# YOLO frame inference
Notebook walkthrough for running `inference.py` on extracted frames and writing `submission.json` plus timing CSV.
Set the config cell, then run top-to-bottom.


In [None]:
import os
import json
import random
import logging
import time
from pathlib import Path
from types import SimpleNamespace

import cv2
import numpy as np
from tqdm import tqdm
from ultralytics import YOLO

from inference import (
    draw_bbox,
    list_video_dirs,
    parse_frame_idx,
    process_video,
    setup_logger,
)


## Extract data

In [None]:
!bash /code/extract_frame.sh

## Set seed

In [None]:
def seed_everything(seed: int = 42):
    random.seed(seed)
    os.environ['PYTHONHASHSEED'] = str(seed)
    np.random.seed(seed)

seed_everything()


## Configure paths and thresholds

In [None]:
WEIGHTS = Path('/code/checkpoint/v8s_640_bs_16_30eps_v3/weights/best.pt')
FRAMES_ROOT = Path('/data/extracted_frames')
OUT_DIR = Path('/result/notebook_run')
IMG_SIZE = 640
CONF = 0.3
IOU = 0.45
DEVICE = '0'  # set to 'cpu' to disable GPU
SAVE_VIS = False  # set True to dump visualizations under OUT_DIR/visualize

OUT_DIR.mkdir(parents=True, exist_ok=True)
VIS_ROOT = OUT_DIR / 'visualize' if SAVE_VIS else None
if VIS_ROOT:
    VIS_ROOT.mkdir(parents=True, exist_ok=True)

logger = setup_logger()
logger.info('weights: %s', WEIGHTS)
logger.info('frames_root: %s', FRAMES_ROOT)

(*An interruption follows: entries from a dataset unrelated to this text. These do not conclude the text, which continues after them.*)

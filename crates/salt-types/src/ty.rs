//! Canonical primitive type table (spec §3 "Type", §4.F binary-operator
//! promotion). Types are singletons: one `Type` value per `PrimitiveKind`,
//! reachable only through [`TypeTable`], never constructed ad hoc.
//!
//! Unlike the teacher's `Ty`/`TyCon` (Hindley-Milner constructors with
//! inference variables, `ena` unification), this language has no generics
//! and no inference: every expression's type is known at parse time, so
//! the whole "type system" is a fixed, rank-ordered table of primitives.

use std::fmt;

/// The fixed vocabulary of primitive type kinds (spec §3 sentinel list).
#[derive(Debug, Clone, Copy, PartialEq, Eq, Hash)]
pub enum PrimitiveKind {
    /// Flag type for an already-diagnosed expression; never propagated
    /// past a user-visible diagnostic (spec §3 invariant).
    Error,
    /// The type of an expression that never produces a value.
    Never,
    /// Marker for "uninitialized return context" during codegen (spec §3).
    Return,
    Void,
    Bool,
    Char,
    UChar,
    Short,
    UShort,
    Int,
    UInt,
    Long,
    ULong,
    SSize,
    USize,
    Float,
    Double,
    /// Opaque pointer (spec §3: "POINTER (opaque pointer)").
    Pointer,
}

/// A canonical primitive type. Equality is identity (spec §3): two `Type`
/// values are equal iff they are the same table entry, never by comparing
/// fields, so `PartialEq` compares pointers rather than the `kind`/`name`
/// fields directly.
#[derive(Debug)]
pub struct Type {
    pub kind: PrimitiveKind,
    pub name: &'static str,
    /// Ordering for implicit promotion (spec §4.G binary operator
    /// lowering); sentinels (`Error`/`Never`/`Return`/`Void`) rank 0.
    pub rank: u8,
    /// Meaningful only for integer kinds.
    pub is_signed: bool,
    /// Size in bytes, used for pointer-offset scaling (spec §4.G) and
    /// overflow checks. Zero for `Void`/`Error`/`Never`/`Return`.
    pub size_bytes: u32,
}

impl PartialEq for Type {
    fn eq(&self, other: &Self) -> bool {
        std::ptr::eq(self, other)
    }
}
impl Eq for Type {}

impl fmt::Display for Type {
    fn fmt(&self, f: &mut fmt::Formatter<'_>) -> fmt::Result {
        write!(f, "{}", self.name)
    }
}

macro_rules! define_type {
    ($ident:ident, $kind:ident, $name:literal, $rank:expr, $signed:expr, $size:expr) => {
        pub static $ident: Type = Type {
            kind: PrimitiveKind::$kind,
            name: $name,
            rank: $rank,
            is_signed: $signed,
            size_bytes: $size,
        };
    };
}

define_type!(ERROR, Error, "<error>", 0, false, 0);
define_type!(NEVER, Never, "<never>", 0, false, 0);
define_type!(RETURN, Return, "<return>", 0, false, 0);
define_type!(VOID, Void, "void", 0, false, 0);
define_type!(BOOL, Bool, "bool", 1, false, 1);
define_type!(CHAR, Char, "char", 2, true, 1);
define_type!(UCHAR, UChar, "uchar", 3, false, 1);
define_type!(SHORT, Short, "short", 4, true, 2);
define_type!(USHORT, UShort, "ushort", 5, false, 2);
define_type!(INT, Int, "int", 6, true, 4);
define_type!(UINT, UInt, "uint", 7, false, 4);
define_type!(LONG, Long, "long", 8, true, 8);
define_type!(ULONG, ULong, "ulong", 9, false, 8);
define_type!(SSIZE, SSize, "ssize", 10, true, 8);
define_type!(USIZE, USize, "usize", 11, false, 8);
define_type!(FLOAT, Float, "float", 12, false, 4);
define_type!(DOUBLE, Double, "double", 13, false, 8);
define_type!(POINTER, Pointer, "void*", 14, false, 8);

/// Canonical registry of the primitive types, owned by the process
/// (spec §3: "Types are canonical singletons owned by a process-wide
/// table"). There is exactly one `TypeTable` concern in the whole
/// process; unlike the teacher's per-module `Ty` construction, nothing
/// here is ever rebuilt between files.
pub struct TypeTable;

impl TypeTable {
    /// Look up a primitive type by its surface-syntax name (used by the
    /// lexer to recognize type keywords and by the parser to resolve a
    /// `Type` token's payload into a `&'static Type`).
    pub fn lookup(name: &str) -> Option<&'static Type> {
        Some(match name {
            "void" => &VOID,
            "bool" => &BOOL,
            "char" => &CHAR,
            "uchar" => &UCHAR,
            "short" => &SHORT,
            "ushort" => &USHORT,
            "int" => &INT,
            "uint" => &UINT,
            "long" => &LONG,
            "ulong" => &ULONG,
            "ssize" => &SSIZE,
            "usize" => &USIZE,
            "float" => &FLOAT,
            "double" => &DOUBLE,
            _ => return None,
        })
    }

    /// The unsigned counterpart of a type keyword modified by `unsigned`
    /// (spec §4.D fusion table: `unsigned char/short/int/long`).
    pub fn unsigned_variant(name: &str) -> Option<&'static Type> {
        Some(match name {
            "char" => &UCHAR,
            "short" => &USHORT,
            "int" => &UINT,
            "long" => &ULONG,
            _ => return None,
        })
    }
}

#[cfg(test)]
mod tests {
    use super::*;

    #[test]
    fn identity_equality() {
        let a = TypeTable::lookup("int").unwrap();
        let b = TypeTable::lookup("int").unwrap();
        assert_eq!(a, b);
        assert!(std::ptr::eq(a, b));
        assert_ne!(TypeTable::lookup("int").unwrap(), TypeTable::lookup("uint").unwrap());
    }

    #[test]
    fn rank_ordering() {
        assert!(CHAR.rank < SHORT.rank);
        assert!(SHORT.rank < INT.rank);
        assert!(INT.rank < LONG.rank);
        assert!(CHAR.rank < UCHAR.rank);
        assert!(LONG.rank < FLOAT.rank);
        assert!(FLOAT.rank < DOUBLE.rank);
        assert!(DOUBLE.rank < POINTER.rank);
        assert_eq!(ERROR.rank, 0);
        assert_eq!(VOID.rank, 0);
    }

    #[test]
    fn unsigned_variant_lookup() {
        assert_eq!(TypeTable::unsigned_variant("int").unwrap(), &UINT);
        assert!(TypeTable::unsigned_variant("float").is_none());
    }
}
impl<'src> Lexer<'src> {
    pub fn new(source: &'src str) -> Self {
        Self {
            cursor: Cursor::new(source),
            state: LexState::Normal,
            tokens: Vec::new(),
            diagnostics: Vec::new(),
            ws_streak: 0,
            line_tab_depth: 0,
        }
    }

    /// Tokenize an entire source file (spec §4.D contract).
    pub fn tokenize(source: &'src str) -> Result<LexOutput, FatalError> {
        let mut lexer = Lexer::new(source);
        lexer.run()?;
        Ok(LexOutput { tokens: lexer.tokens, diagnostics: lexer.diagnostics })
    }

    fn run(&mut self) -> Result<(), FatalError> {
        loop {
            match self.state {
                LexState::Normal => {
                    if self.step_normal()? {
                        break;
                    }
                }
                LexState::CharLiteral => self.scan_quoted(TokenKind::Char, '\'')?,
                LexState::StringLiteral => self.scan_quoted(TokenKind::String, '"')?,
                LexState::LineComment => self.scan_line_comment(),
            }
        }
        Ok(())
    }

    /// Advance the `Normal` state by one token. Returns `Ok(true)` once
    /// EOF has been emitted and lexing is complete.
    fn step_normal(&mut self) -> Result<bool, FatalError> {
        let line = self.cursor.line();
        let column = self.cursor.column();

        let Some(c) = self.cursor.peek() else {
            self.push(Token::new(TokenKind::Eof, line, column));
            return Ok(true);
        };

        match c {
            '\n' => {
                self.cursor.advance();
                self.push(Token::new(TokenKind::Eol, line, column));
                self.line_tab_depth = 0;
            }
            '\t' => {
                self.cursor.advance();
                self.line_tab_depth += 1;
                self.push(Token::with_count(TokenKind::Tab, self.line_tab_depth, line, column));
                self.ws_streak = 0;
            }
            ' ' => {
                self.cursor.advance();
                self.push(Token::new(TokenKind::Ws, line, column));
            }
            '\'' => {
                self.cursor.advance();
                self.state = LexState::CharLiteral;
            }
            '"' => {
                self.cursor.advance();
                self.state = LexState::StringLiteral;
            }
            '#' => {
                self.cursor.advance();
                self.state = LexState::LineComment;
            }
            c if c.is_ascii_digit() => self.scan_number(line, column),
            c if is_ident_start(c) => self.scan_ident_or_keyword(line, column),
            c => {
                if let Some(kind) = TokenKind::single_char_symbol(c) {
                    self.cursor.advance();
                    self.push(Token::new(kind, line, column));
                } else {
                    self.cursor.advance();
                    self.diagnostics.push(Diagnostic::error(
                        salt_common::Position::new(line, column),
                        format!("unexpected character {c:?}"),
                    ));
                }
            }
        }
        Ok(false)
    }

    fn scan_number(&mut self, line: u32, column: u32) {
        let start = self.cursor.pos();
        self.cursor.advance();
        self.cursor.eat_while(|c| c.is_ascii_alphanumeric() || c == '.');
        let end = self.cursor.pos();
        let text = self.cursor.slice(start, end).to_string();
        let is_float = text.contains('.')
            || ((text.contains('e') || text.contains('E'))
                && !text.starts_with("0x")
                && !text.starts_with("0X"));
        let count = if is_float { 1 } else { 0 };
        self.push(Token { kind: TokenKind::Number, data: Some(text), count, line, column });
    }

    fn scan_ident_or_keyword(&mut self, line: u32, column: u32) {
        let start = self.cursor.pos();
        self.cursor.eat_while(is_ident_continue);
        let end = self.cursor.pos();
        let text = self.cursor.slice(start, end);

        if let Some(kind) = TokenKind::keyword(text) {
            if kind.is_type_keyword() {
                self.push(Token::with_data(TokenKind::Type, text, line, column));
            } else {
                self.push(Token::new(kind, line, column));
            }
            return;
        }
        self.push(Token::with_data(TokenKind::Ident, text, line, column));
    }

    /// `CharLiteral` / `StringLiteral`: accumulate verbatim until the
    /// matching quote (escape sequences are not interpreted -- spec §4.D,
    /// SPEC_FULL Open Questions). EOF before the closing quote is fatal.
    fn scan_quoted(&mut self, kind: TokenKind, quote: char) -> Result<(), FatalError> {
        let line = self.cursor.line();
        let column = self.cursor.column();
        let start = self.cursor.pos();
        loop {
            match self.cursor.peek() {
                None => {
                    return Err(FatalError::from(format!(
                        "{line}:{column}: unterminated {} literal",
                        if quote == '\'' { "char" } else { "string" }
                    )));
                }
                Some(c) if c == quote => {
                    let end = self.cursor.pos();
                    let text = self.cursor.slice(start, end).to_string();
                    self.cursor.advance();
                    self.push(Token { kind, data: Some(text), count: 0, line, column });
                    self.state = LexState::Normal;
                    return Ok(());
                }
                Some(_) => {
                    self.cursor.advance();
                }
            }
        }
    }

    fn scan_line_comment(&mut self) {
        self.cursor.eat_while(|c| c != '\n');
        self.state = LexState::Normal;
    }

    /// Push a token, then attempt compound-token fusion with the
    /// previously pushed token (spec §4.D "Compound-token fusion").
    fn push(&mut self, token: Token) {
        if token.kind == TokenKind::Ws {
            self.ws_streak += 1;
        } else {
            self.ws_streak = 0;
        }
        self.tokens.push(token);
        self.try_collapse_ws_run();
        self.try_fuse();
    }

    /// Four consecutive `WS` tokens collapse into one `TAB` (spec §4.D).
    fn try_collapse_ws_run(&mut self) {
        if self.ws_streak != 4 {
            return;
        }
        let n = self.tokens.len();
        let first = self.tokens[n - 4].clone();
        self.tokens.truncate(n - 4);
        self.line_tab_depth += 1;
        self.tokens.push(Token::with_count(TokenKind::Tab, self.line_tab_depth, first.line, first.column));
        self.ws_streak = 0;
    }

    fn try_fuse(&mut self) {
        let len = self.tokens.len();
        if len < 2 {
            return;
        }
        let next = self.tokens[len - 1].clone();

        // `unsigned char/short/int/long`: the two keywords are separate
        // surface words, so skip any `WS` run between them (spec §4.D).
        if next.kind == TokenKind::Type
            && matches!(next.data.as_deref(), Some("char" | "short" | "int" | "long"))
        {
            if let Some(idx) = self.find_prev_non_ws(len - 1) {
                if self.tokens[idx].kind == TokenKind::Unsigned {
                    let unsigned_name = match next.data.as_deref().unwrap() {
                        "char" => "uchar",
                        "short" => "ushort",
                        "int" => "uint",
                        "long" => "ulong",
                        _ => unreachable!(),
                    };
                    let (line, column) = (self.tokens[idx].line, self.tokens[idx].column);
                    self.tokens.truncate(idx);
                    self.tokens.push(Token::with_data(TokenKind::Type, unsigned_name, line, column));
                    return;
                }
            }
        }

        let prev = self.tokens[len - 2].clone();

        // Type keyword followed directly by `*`: fold the star into the
        // type token's pointer-layer count instead of keeping a Mul token.
        if prev.kind == TokenKind::Type && next.kind == TokenKind::Mul {
            self.tokens.truncate(len - 1);
            self.tokens[len - 2].count += 1;
            return;
        }

        if let Some(fused) = fuse_pair(prev.kind, next.kind) {
            self.tokens.truncate(len - 2);
            self.tokens.push(Token::new(fused, prev.line, prev.column));
            return;
        }

        // `//` -- legacy line comment, with a warning (spec §4.D fusion
        // table, SPEC_FULL ambient diagnostics).
        if prev.kind == TokenKind::Div && next.kind == TokenKind::Div {
            self.tokens.truncate(len - 2);
            self.diagnostics.push(Diagnostic::warning(
                salt_common::Position::new(prev.line, prev.column),
                "`//` line comments are a legacy form; prefer `#`".to_string(),
            ));
            self.state = LexState::LineComment;
        }
    }

    /// Index of the nearest token before `before` that is not `Ws`, or
    /// `None` if only whitespace (or nothing) precedes it.
    fn find_prev_non_ws(&self, before: usize) -> Option<usize> {
        (0..before).rev().find(|&i| self.tokens[i].kind != TokenKind::Ws)
    }
}

/// Pure pairwise fusion lookup for the fixed two-token merges in the
/// spec's compound-token table (the `Type`/`unsigned`/`//` cases need
/// extra context and are handled separately in `try_fuse`).
fn fuse_pair(prev: TokenKind, next: TokenKind) -> Option<TokenKind> {
    use TokenKind::*;
    Some(match (prev, next) {
        (Add, Add) => Increment,
        (Sub, Sub) => Decrement,
        (Div, Mul) => BlockCommentStart,
        (Mul, Div) => BlockCommentEnd,
        (LAngle, LAngle) => Shl,
        (RAngle, RAngle) => Shr,
        (Sub, RAngle) => Arrow,
        (Amp, Amp) => And,
        (Bar, Bar) => Or,
        (Excl, Assign) => Neq,
        (LAngle, Assign) => Le,
        (RAngle, Assign) => Ge,
        (Assign, Assign) => Eq,
        (Add, Assign) => AddAssign,
        (Sub, Assign) => SubAssign,
        (Mul, Assign) => MulAssign,
        (Div, Assign) => DivAssign,
        (Modulo, Assign) => ModAssign,
        (Amp, Assign) => AndAssign,
        (Bar, Assign) => OrAssign,
        (Tilde, Assign) => TildeAssign,
        (Carat, Assign) => XorAssign,
        (Shl, Assign) => ShlAssign,
        (Shr, Assign) => ShrAssign,
        _ => return None,
    })
}

fn is_ident_start(c: char) -> bool {
    c.is_alphabetic() || c == '_'
}

fn is_ident_continue(c: char) -> bool {
    c.is_alphanumeric() || c == '_'
}

#[cfg(test)]
mod tests {
    use super::*;

    fn kinds(src: &str) -> Vec<TokenKind> {
        Lexer::tokenize(src).unwrap().tokens.into_iter().map(|t| t.kind).collect()
    }

    #[test]
    fn empty_source_is_just_eof() {
        assert_eq!(kinds(""), vec![TokenKind::Eof]);
    }

    #[test]
    fn fuses_increment_and_decrement() {
        assert_eq!(kinds("++"), vec![TokenKind::Increment, TokenKind::Eof]);
        assert_eq!(kinds("--"), vec![TokenKind::Decrement, TokenKind::Eof]);
    }

    #[test]
    fn fuses_compound_assign_family() {
        assert_eq!(kinds("+="), vec![TokenKind::AddAssign, TokenKind::Eof]);
        assert_eq!(kinds("<<="), vec![TokenKind::ShlAssign, TokenKind::Eof]);
        assert_eq!(kinds(">>="), vec![TokenKind::ShrAssign, TokenKind::Eof]);
    }

    #[test]
    fn fuses_arrow_and_comparisons() {
        assert_eq!(kinds("->"), vec![TokenKind::Arrow, TokenKind::Eof]);
        assert_eq!(kinds("=="), vec![TokenKind::Eq, TokenKind::Eof]);
        assert_eq!(kinds("!="), vec![TokenKind::Neq, TokenKind::Eof]);
        assert_eq!(kinds("<="), vec![TokenKind::Le, TokenKind::Eof]);
        assert_eq!(kinds(">="), vec![TokenKind::Ge, TokenKind::Eof]);
    }

    #[test]
    fn four_spaces_collapse_to_one_tab() {
        assert_eq!(kinds("    "), vec![TokenKind::Tab, TokenKind::Eof]);
        assert_eq!(kinds("   "), vec![TokenKind::Ws, TokenKind::Ws, TokenKind::Ws, TokenKind::Eof]);
    }

    #[test]
    fn real_tab_is_one_tab_token() {
        assert_eq!(kinds("\t"), vec![TokenKind::Tab, TokenKind::Eof]);
    }

    #[test]
    fn unsigned_fuses_into_type() {
        let out = Lexer::tokenize("unsigned int").unwrap();
        assert_eq!(out.tokens[0].kind, TokenKind::Type);
        assert_eq!(out.tokens[0].data.as_deref(), Some("uint"));
    }

    #[test]
    fn pointer_stars_increment_type_count() {
        let out = Lexer::tokenize("int**").unwrap();
        assert_eq!(out.tokens[0].kind, TokenKind::Type);
        assert_eq!(out.tokens[0].data.as_deref(), Some("int"));
        assert_eq!(out.tokens[0].count, 2);
    }

    #[test]
    fn ident_vs_keyword() {
        assert_eq!(kinds("fn foo"), vec![TokenKind::Fn, TokenKind::Ws, TokenKind::Ident, TokenKind::Eof]);
    }

    #[test]
    fn number_literal_marks_float_via_count() {
        let out = Lexer::tokenize("3.14").unwrap();
        assert_eq!(out.tokens[0].kind, TokenKind::Number);
        assert_eq!(out.tokens[0].count, 1);
        let out = Lexer::tokenize("42").unwrap();
        assert_eq!(out.tokens[0].count, 0);
    }

    #[test]
    fn line_comment_consumes_to_newline() {
        assert_eq!(kinds("# hi\nfn"), vec![TokenKind::Eol, TokenKind::Fn, TokenKind::Eof]);
    }

    #[test]
    fn legacy_double_slash_enters_line_comment() {
        assert_eq!(kinds("// hi\nfn"), vec![TokenKind::Eol, TokenKind::Fn, TokenKind::Eof]);
    }

    #[test]
    fn block_comment_markers_are_separate_tokens() {
        assert_eq!(
            kinds("/* */"),
            vec![TokenKind::BlockCommentStart, TokenKind::Ws, TokenKind::BlockCommentEnd, TokenKind::Eof]
        );
    }

    #[test]
    fn string_and_char_literals() {
        let out = Lexer::tokenize(r#""hi" 'a'"#).unwrap();
        assert_eq!(out.tokens[0].kind, TokenKind::String);
        assert_eq!(out.tokens[0].data.as_deref(), Some("hi"));
        assert_eq!(out.tokens[2].kind, TokenKind::Char);
        assert_eq!(out.tokens[2].data.as_deref(), Some("a"));
    }

    #[test]
    fn unterminated_string_is_fatal() {
        assert!(Lexer::tokenize("\"abc").is_err());
    }

    #[test]
    fn unexpected_byte_is_a_diagnostic_not_fatal() {
        let out = Lexer::tokenize("@").unwrap();
        assert_eq!(out.diagnostics.len(), 1);
        assert_eq!(out.tokens.last().unwrap().kind, TokenKind::Eof);
    }

    #[test]
    fn fused_token_column_equals_first_char_column() {
        let out = Lexer::tokenize("  ++").unwrap();
        let increment = out.tokens.iter().find(|t| t.kind == TokenKind::Increment).unwrap();
        assert_eq!(increment.column, 3);
    }

    #[test]
    fn no_run_of_four_or_more_ws_tokens_survives() {
        let out = Lexer::tokenize("          ").unwrap(); // 10 spaces
        let ws_run = out
            .tokens
            .iter()
            .fold((0u32, 0u32), |(max, cur), t| {
                if t.kind == TokenKind::Ws {
                    (max.max(cur + 1), cur + 1)
                } else {
                    (max, 0)
                }
            })
            .0;
        assert!(ws_run < 4, "found a run of {ws_run} consecutive WS tokens");
    }
}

cfg_args = SimpleNamespace(
    imgsz=IMG_SIZE,
    conf=CONF,
    iou=IOU,
    device=DEVICE,
    save_vis=SAVE_VIS,
)


## Load model and inspect data

In [None]:
if not WEIGHTS.exists():
    raise FileNotFoundError(f'Weights not found: {WEIGHTS}')

logger.info('Loading model...')
model = YOLO(str(WEIGHTS))

videos = list_video_dirs(FRAMES_ROOT)
print(f'Found {len(videos)} video folders under {FRAMES_ROOT}')
if videos:
    print('Sample IDs:', [v.name for v in videos[:5]])


## Run inference with timing

In [None]:
submission = []
all_predicted_time = []  # list of tuples (id, time_ms)

for vdir in tqdm(videos, desc='Processing videos'):
    t1 = time.time()
    result = process_video(vdir, model, cfg_args, VIS_ROOT, logger)
    t2 = time.time()
    predicted_time = int(t2*1000 - t1*1000)
    all_predicted_time.append((vdir.name, predicted_time))
    submission.append(result)

print(f'Completed {len(submission)} items')
print('Timing sample:', all_predicted_time[:3])


## Save submission and timing CSV

In [None]:
out_json = OUT_DIR / 'jupyter_submission.json'
with out_json.open('w', encoding='utf-8') as f:
    json.dump(submission, f, ensure_ascii=False, indent=2)

time_csv = OUT_DIR / 'time_submission.csv'
with time_csv.open('w', encoding='utf-8') as f:
    f.write('id,answer,time')
    for vid, t_ms in all_predicted_time:
        answer = json.dumps(next((s['detections'] for s in submission if s['video_id']==vid), []))
        f.write(f"{vid},{answer},{t_ms}")
print(f'Wrote results → {out_json}')
print(f'Wrote timing → {time_csv}')
if submission:
    print('Preview:', json.dumps(submission[0], ensure_ascii=False, indent=2)[:500])


## (Optional) Inspect a visualization frame

In [None]:
if SAVE_VIS and VIS_ROOT:
    sample = next(VIS_ROOT.glob('*/*.jpg'), None)
    if sample:
        print(f'Sample visualization: {sample}')
    else:
        print('No visualization files written yet.')
else:
    print('Set SAVE_VIS=True in the config cell to export visualization frames.')